Like Jaro or Dice, counts matching n-Grams (discarding duplicate NGRAMs), but uses a slightly different calculation weighted towards the smaller of the two strings being compared.

Returns

Percentage of similarity
Union/MinNumNGrams
Where union is defined as the number of matching NGAMS found
Where minNumNGrams is defined as the smallest number of possible NGRAMS of the two strings
NGRAM is defined as the size of the substring to search for within a string (default is 2).

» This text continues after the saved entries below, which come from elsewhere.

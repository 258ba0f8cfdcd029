//! Review rows — the append-only record of what people thought.
//!
//! A review row is never edited. What a user experiences as "editing" is a new
//! row for the same identity and entity; the current review is whichever row
//! for the pair was created last, provided it is still active.

use chrono::{DateTime, Utc};
use serde::{Deserialize, Serialize};
use strum::{AsRefStr, Display, EnumString};
use uuid::Uuid;

use crate::{Error, Result, entity::EntityRef, identity::Identity};

// ─── Categories ──────────────────────────────────────────────────────────────

/// How the reviewer brewed the coffee.
#[derive(
  Debug,
  Clone,
  Copy,
  PartialEq,
  Eq,
  Hash,
  Serialize,
  Deserialize,
  AsRefStr,
  Display,
  EnumString,
)]
#[serde(rename_all = "snake_case")]
#[strum(serialize_all = "snake_case")]
pub enum BrewMethod {
  Espresso,
  PourOver,
  FrenchPress,
  Aeropress,
  MokaPot,
  SouthIndianFilter,
  ColdBrew,
  Drip,
  Other,
}

/// Only `Active → Deleted` ever happens, and only once.
#[derive(
  Debug,
  Clone,
  Copy,
  PartialEq,
  Eq,
  Default,
  Serialize,
  Deserialize,
  AsRefStr,
  Display,
  EnumString,
)]
#[serde(rename_all = "lowercase")]
#[strum(serialize_all = "lowercase")]
pub enum ReviewStatus {
  #[default]
  Active,
  Deleted,
}

impl ReviewStatus {
  pub fn is_active(self) -> bool { matches!(self, Self::Active) }
}

// ─── Rating ──────────────────────────────────────────────────────────────────

/// A star rating, 1 to 5 inclusive.
#[derive(
  Debug, Clone, Copy, PartialEq, Eq, PartialOrd, Ord, Hash, Serialize, Deserialize,
)]
#[serde(try_from = "i64", into = "u8")]
pub struct Rating(u8);

impl Rating {
  pub const MAX: u8 = 5;
  pub const MIN: u8 = 1;

  pub fn get(self) -> u8 { self.0 }
}

impl TryFrom<i64> for Rating {
  type Error = Error;

  fn try_from(value: i64) -> Result<Self> {
    if (i64::from(Self::MIN)..=i64::from(Self::MAX)).contains(&value) {
      Ok(Self(value as u8))
    } else {
      Err(Error::RatingOutOfRange(value))
    }
  }
}

impl From<Rating> for u8 {
  fn from(r: Rating) -> Self { r.0 }
}

// ─── Signals ─────────────────────────────────────────────────────────────────

/// The opinion-bearing fields of a review, already validated. At least one is
/// present on every persisted row.
#[derive(Debug, Clone, Default, PartialEq, Serialize, Deserialize)]
pub struct Signals {
  pub recommend:       Option<bool>,
  pub rating:          Option<Rating>,
  pub value_for_money: Option<bool>,
  pub works_with_milk: Option<bool>,
  pub brew_method:     Option<BrewMethod>,
  /// Trimmed; `None` rather than empty.
  pub comment:         Option<String>,
}

impl Signals {
  pub fn is_empty(&self) -> bool {
    self.recommend.is_none()
      && self.rating.is_none()
      && self.value_for_money.is_none()
      && self.works_with_milk.is_none()
      && self.brew_method.is_none()
      && self.comment.is_none()
  }
}

// ─── Review ──────────────────────────────────────────────────────────────────

#[derive(Debug, Clone, PartialEq, Serialize, Deserialize)]
pub struct Review {
  pub id:         Uuid,
  #[serde(flatten)]
  pub entity:     EntityRef,
  pub identity:   Identity,
  #[serde(flatten)]
  pub signals:    Signals,
  pub status:     ReviewStatus,
  /// Server-assigned; never changes after creation.
  pub created_at: DateTime<Utc>,
}

/// A review as shown to everyone. Carries no identity: an anonymous id is the
/// visitor's only credential, and user ids are private.
#[derive(Debug, Clone, PartialEq, Serialize, Deserialize)]
pub struct PublicReview {
  pub id:            Uuid,
  #[serde(flatten)]
  pub entity:        EntityRef,
  #[serde(flatten)]
  pub signals:       Signals,
  /// Written by a signed-in user.
  pub authenticated: bool,
  pub created_at:    DateTime<Utc>,
}

impl From<Review> for PublicReview {
  fn from(review: Review) -> Self {
    Self {
      id:            review.id,
      entity:        review.entity,
      signals:       review.signals,
      authenticated: !review.identity.is_anonymous(),
      created_at:    review.created_at,
    }
  }
}

/// Input to [`crate::store::ReviewStore::insert_review`]. The store assigns
/// `id`, `status` and `created_at`.
#[derive(Debug, Clone)]
pub struct NewReview {
  pub entity:   EntityRef,
  pub identity: Identity,
  pub signals:  Signals,
}

// ─── Aggregates ──────────────────────────────────────────────────────────────

/// Statistics over the current review of every identity for one entity.
#[derive(Debug, Clone, PartialEq, Serialize, Deserialize)]
pub struct EntitySummary {
  #[serde(flatten)]
  pub entity:              EntityRef,
  pub review_count:        u32,
  pub rating_count:        u32,
  pub average_rating:      Option<f64>,
  pub recommend_yes:       u32,
  pub recommend_no:        u32,
  pub value_for_money_yes: u32,
  pub works_with_milk_yes: u32,
}

impl EntitySummary {
  pub fn empty(entity: EntityRef) -> Self {
    Self {
      entity,
      review_count: 0,
      rating_count: 0,
      average_rating: None,
      recommend_yes: 0,
      recommend_no: 0,
      value_for_money_yes: 0,
      works_with_milk_yes: 0,
    }
  }

  /// Fold a set of current reviews into a summary.
  pub fn from_reviews<'a>(
    entity: EntityRef,
    reviews: impl IntoIterator<Item = &'a Review>,
  ) -> Self {
    let mut summary = Self::empty(entity);
    let mut rating_total = 0u32;

    for review in reviews {
      let s = &review.signals;
      summary.review_count += 1;
      if let Some(rating) = s.rating {
        summary.rating_count += 1;
        rating_total += u32::from(rating.get());
      }
      match s.recommend {
        Some(true) => summary.recommend_yes += 1,
        Some(false) => summary.recommend_no += 1,
        None => {}
      }
      if s.value_for_money == Some(true) {
        summary.value_for_money_yes += 1;
      }
      if s.works_with_milk == Some(true) {
        summary.works_with_milk_yes += 1;
      }
    }

    if summary.rating_count > 0 {
      summary.average_rating =
        Some(f64::from(rating_total) / f64::from(summary.rating_count));
    }
    summary
  }
}

#[cfg(test)]
mod tests {
  use super::*;
  use crate::{entity::EntityType, identity::AnonId};

  #[test]
  fn rating_bounds() {
    assert!(Rating::try_from(0).is_err());
    assert_eq!(Rating::try_from(1).unwrap().get(), 1);
    assert_eq!(Rating::try_from(5).unwrap().get(), 5);
    assert!(Rating::try_from(6).is_err());
  }

  #[test]
  fn review_json_shape() {
    let entity = EntityRef::new(EntityType::Coffee, Uuid::new_v4());
    let review = Review {
      id: Uuid::new_v4(),
      entity,
      identity: Identity::Anon(
        AnonId::parse("3f2b8c1e-9d4a-4e6b-a1c2-7f8e9d0a1b2c").unwrap(),
      ),
      signals: Signals {
        rating: Some(Rating::try_from(4).unwrap()),
        brew_method: Some(BrewMethod::SouthIndianFilter),
        ..Signals::default()
      },
      status: ReviewStatus::Active,
      created_at: Utc::now(),
    };

    let json = serde_json::to_value(&review).unwrap();
    assert_eq!(json["entity_type"], "coffee");
    assert_eq!(json["rating"], 4);
    assert_eq!(json["brew_method"], "south_indian_filter");
    assert_eq!(json["status"], "active");
    assert_eq!(json["identity"]["kind"], "anon");

    let back: Review = serde_json::from_value(json).unwrap();
    assert_eq!(back, review);
  }

  #[test]
  fn public_review_hides_identity() {
    const ANON: &str = "3f2b8c1e-9d4a-4e6b-a1c2-7f8e9d0a1b2c";
    let review = Review {
      id:         Uuid::new_v4(),
      entity:     EntityRef::new(EntityType::Roaster, Uuid::new_v4()),
      identity:   Identity::Anon(AnonId::parse(ANON).unwrap()),
      signals:    Signals { recommend: Some(true), ..Signals::default() },
      status:     ReviewStatus::Active,
      created_at: Utc::now(),
    };

    let json = serde_json::to_value(PublicReview::from(review)).unwrap();
    assert!(json.get("identity").is_none());
    assert_eq!(json["authenticated"], false);
    assert_eq!(json["recommend"], true);
    assert!(!json.to_string().contains(ANON));
  }

  #[test]
  fn summary_folds_signals() {
    let entity = EntityRef::new(EntityType::Roaster, Uuid::new_v4());
    let make = |rating: Option<i64>, recommend: Option<bool>| Review {
      id: Uuid::new_v4(),
      entity,
      identity: Identity::User(Uuid::new_v4().to_string()),
      signals: Signals {
        rating: rating.map(|r| Rating::try_from(r).unwrap()),
        recommend,
        works_with_milk: Some(true),
        ..Signals::default()
      },
      status: ReviewStatus::Active,
      created_at: Utc::now(),
    };
    let reviews = [make(Some(5), Some(true)), make(Some(2), Some(false)), make(None, None)];

    let summary = EntitySummary::from_reviews(entity, &reviews);
    assert_eq!(summary.review_count, 3);
    assert_eq!(summary.rating_count, 2);
    assert_eq!(summary.average_rating, Some(3.5));
    assert_eq!((summary.recommend_yes, summary.recommend_no), (1, 1));
    assert_eq!(summary.works_with_milk_yes, 3);
    assert_eq!(summary.value_for_money_yes, 0);
  }
}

Example Matchcode Component

Example Data

STRING1 STRING2 RESULT
Johnson Jhnsn Unique
Neumon Pneumon Match Found
Maytown Hs Maytown Public Schools Match Found
Rober Roberts Match Found



Performance
Slower Faster
Matches
More Matches Greater Accuracy


Recommended Usage

Hybrid deduper, where a single incoming record can quickly be evaluated independently against each record in an existing large master database.
Databases created with abbreviations or similar word substitutions.

Not Recommended For

Large or Enterprise level batch runs. Since the algorithm must be evaluated for each record comparison, throughput will be very slow.
Databases created via real-time data entry where audio likeness errors are introduced.

Do Not Use With

UTF-8 data. This algorithm was ported to MatchUp with the assumption that a character equals one byte, and therefore results may not be accurate if the data contains multi-byte characters.